Le Sezioni Unite hanno ritenuto di privilegiare l’interpretazione, secondo cui l’istituto della messa alla prova, di cui all’articolo 168-bis c.p., non può essere applicato agli enti in relazione alla responsabilità amministrativa dipendente da reato, di cui al Decreto Legislativo n. 231 del 2001.

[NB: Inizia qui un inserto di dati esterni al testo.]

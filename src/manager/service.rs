//! Alert Manager
//!
//! Consumes the alert and command queues until shutdown. Each alert is
//! processed under its channel lock: persisted, counted in the channel's
//! processing state, then acknowledged. Commands are only honoured for users
//! listed as admins in the live manager settings.

use super::types::{AlertOutcome, Command, CommandOutcome};
use crate::api::QueuedAlert;
use crate::error::{LockError, ServiceError};
use crate::locker::ChannelLocker;
use crate::metrics::Metrics;
use crate::queue::{FifoQueue, QueueMessage};
use crate::service::{Service, SettingsUpdate};
use crate::settings::ManagerSettings;
use crate::store::{AlertStore, ChannelProcessingState, StoredAlert};
use crate::Error;
use anyhow::Context;
use arc_swap::ArcSwap;
use async_trait::async_trait;
use chrono::Utc;
use std::collections::HashMap;
use std::sync::{Arc, Mutex};
use std::time::Duration;
use tokio_util::sync::CancellationToken;
use tracing::{debug, error, info, warn};

pub const ALERTS_PROCESSED_METRIC: &str = "alert_host_alerts_processed_total";
pub const COMMANDS_PROCESSED_METRIC: &str = "alert_host_commands_processed_total";

/// Tunables for the manager's consume loops.
#[derive(Debug, Clone)]
pub struct ManagerOptions {
    /// Bypass the in-process channel state cache and always read the store.
    pub skip_database_cache: bool,
    /// Zone used when reporting channel activity.
    pub location: chrono_tz::Tz,
    pub poll_wait: Duration,
    pub lock_ttl: Duration,
    pub lock_wait: Duration,
    /// Pause after a queue error before polling again.
    pub error_backoff: Duration,
}

impl Default for ManagerOptions {
    fn default() -> Self {
        Self {
            skip_database_cache: false,
            location: chrono_tz::Europe::Oslo,
            poll_wait: Duration::from_secs(5),
            lock_ttl: Duration::from_secs(30),
            lock_wait: Duration::from_secs(5),
            error_backoff: Duration::from_secs(1),
        }
    }
}

/// Backends the manager works against.
pub struct ManagerBackends {
    pub alert_queue: Arc<dyn FifoQueue>,
    pub command_queue: Arc<dyn FifoQueue>,
    pub store: Arc<dyn AlertStore>,
    pub locker: Arc<dyn ChannelLocker>,
}

pub struct AlertManager {
    settings: ArcSwap<ManagerSettings>,
    backends: ManagerBackends,
    metrics: Arc<Metrics>,
    options: ManagerOptions,
    channel_cache: Mutex<HashMap<String, ChannelProcessingState>>,
}

/// Reject manager settings the manager cannot work with.
pub fn validate_settings(settings: &ManagerSettings) -> Result<(), ServiceError> {
    if settings.admin_users.iter().any(|u| u.trim().is_empty()) {
        return Err(ServiceError::InvalidSettings("adminUsers contains an empty entry".to_string()));
    }
    if settings.admin_groups.iter().any(|g| g.trim().is_empty()) {
        return Err(ServiceError::InvalidSettings("adminGroups contains an empty entry".to_string()));
    }
    Ok(())
}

Le caratteristiche dell’istituto di cui all’articolo 168-bis c.p. consentono di affermare la indubbia natura “sanzionatoria” della messa alla prova sulla base degli inequivoci indici rivelatori valorizzati nella sentenza n. 91 del 2018 dalla Corte costituzionale, tra cui:

– l’obbligo a carico del soggetto che vi è sottoposto – ai sensi dell’articolo 168-bis, comma 3, c.p. – di prestare lavoro di pubblica utilità, consistente in una “prestazione non retribuita (…) di durata non inferiore a dieci giorni, anche non continuativi, in favore della collettività” e la cui “durata giornaliera non può superare le otto ore”;

– la “prestazione di condotte volte all’eliminazione delle conseguenze dannose o pericolose derivanti dal reato, nonché, ove possibile, il risarcimento del danno“;

– gli obblighi che derivano dalle prescrizioni concordate all’atto dell’ammissione al beneficio, che possono comprendere “attività di volontariato di rilievo sociale, ovvero l’osservanza di prescrizioni relative ai rapporti con il servizio sociale o con una struttura sanitaria, alla dimora, alla libertà di movimento, al divieto di frequentare determinati locali”, prescrizioni, queste ultime, incidenti in maniera significativa sulla libertà personale del soggetto che vi è sottoposto, sia pure in maniera meno gravosa rispetto a quanto accadrebbe nel caso di applicazione di una pena detentiva;

– il rapporto di proporzionalità delle prescrizioni cui il soggetto è vincolato rispetto alla gravità del fatto commesso, nonché la durata della messa alla prova, variabile a seconda della gravità del reato contestato all’imputato;

– la valutazione dell’idoneità del programma di trattamento “in base ai parametri di cui all’articolo 133 del codice penale” e cioè in base ai criteri che sovraintendono ordinariamente alla commisurazione della pena;

– la previsione di cui all’articolo 657-bis c.p.p., in caso di condanna conseguente al fallimento della messa alla prova, di scomputare dalla pena ancora da eseguire un periodo corrispondente a quello in cui il soggetto ha effettivamente eseguito le prescrizioni che gli erano state imposte “e ciò sulla base di un coefficiente stabilito dalla legge, che si fonda a sua volta su una valutazione di minore afflittività – ma pur sempre di afflittività – delle prescrizioni medesime rispetto a quella che deriva dalla pena detentiva”.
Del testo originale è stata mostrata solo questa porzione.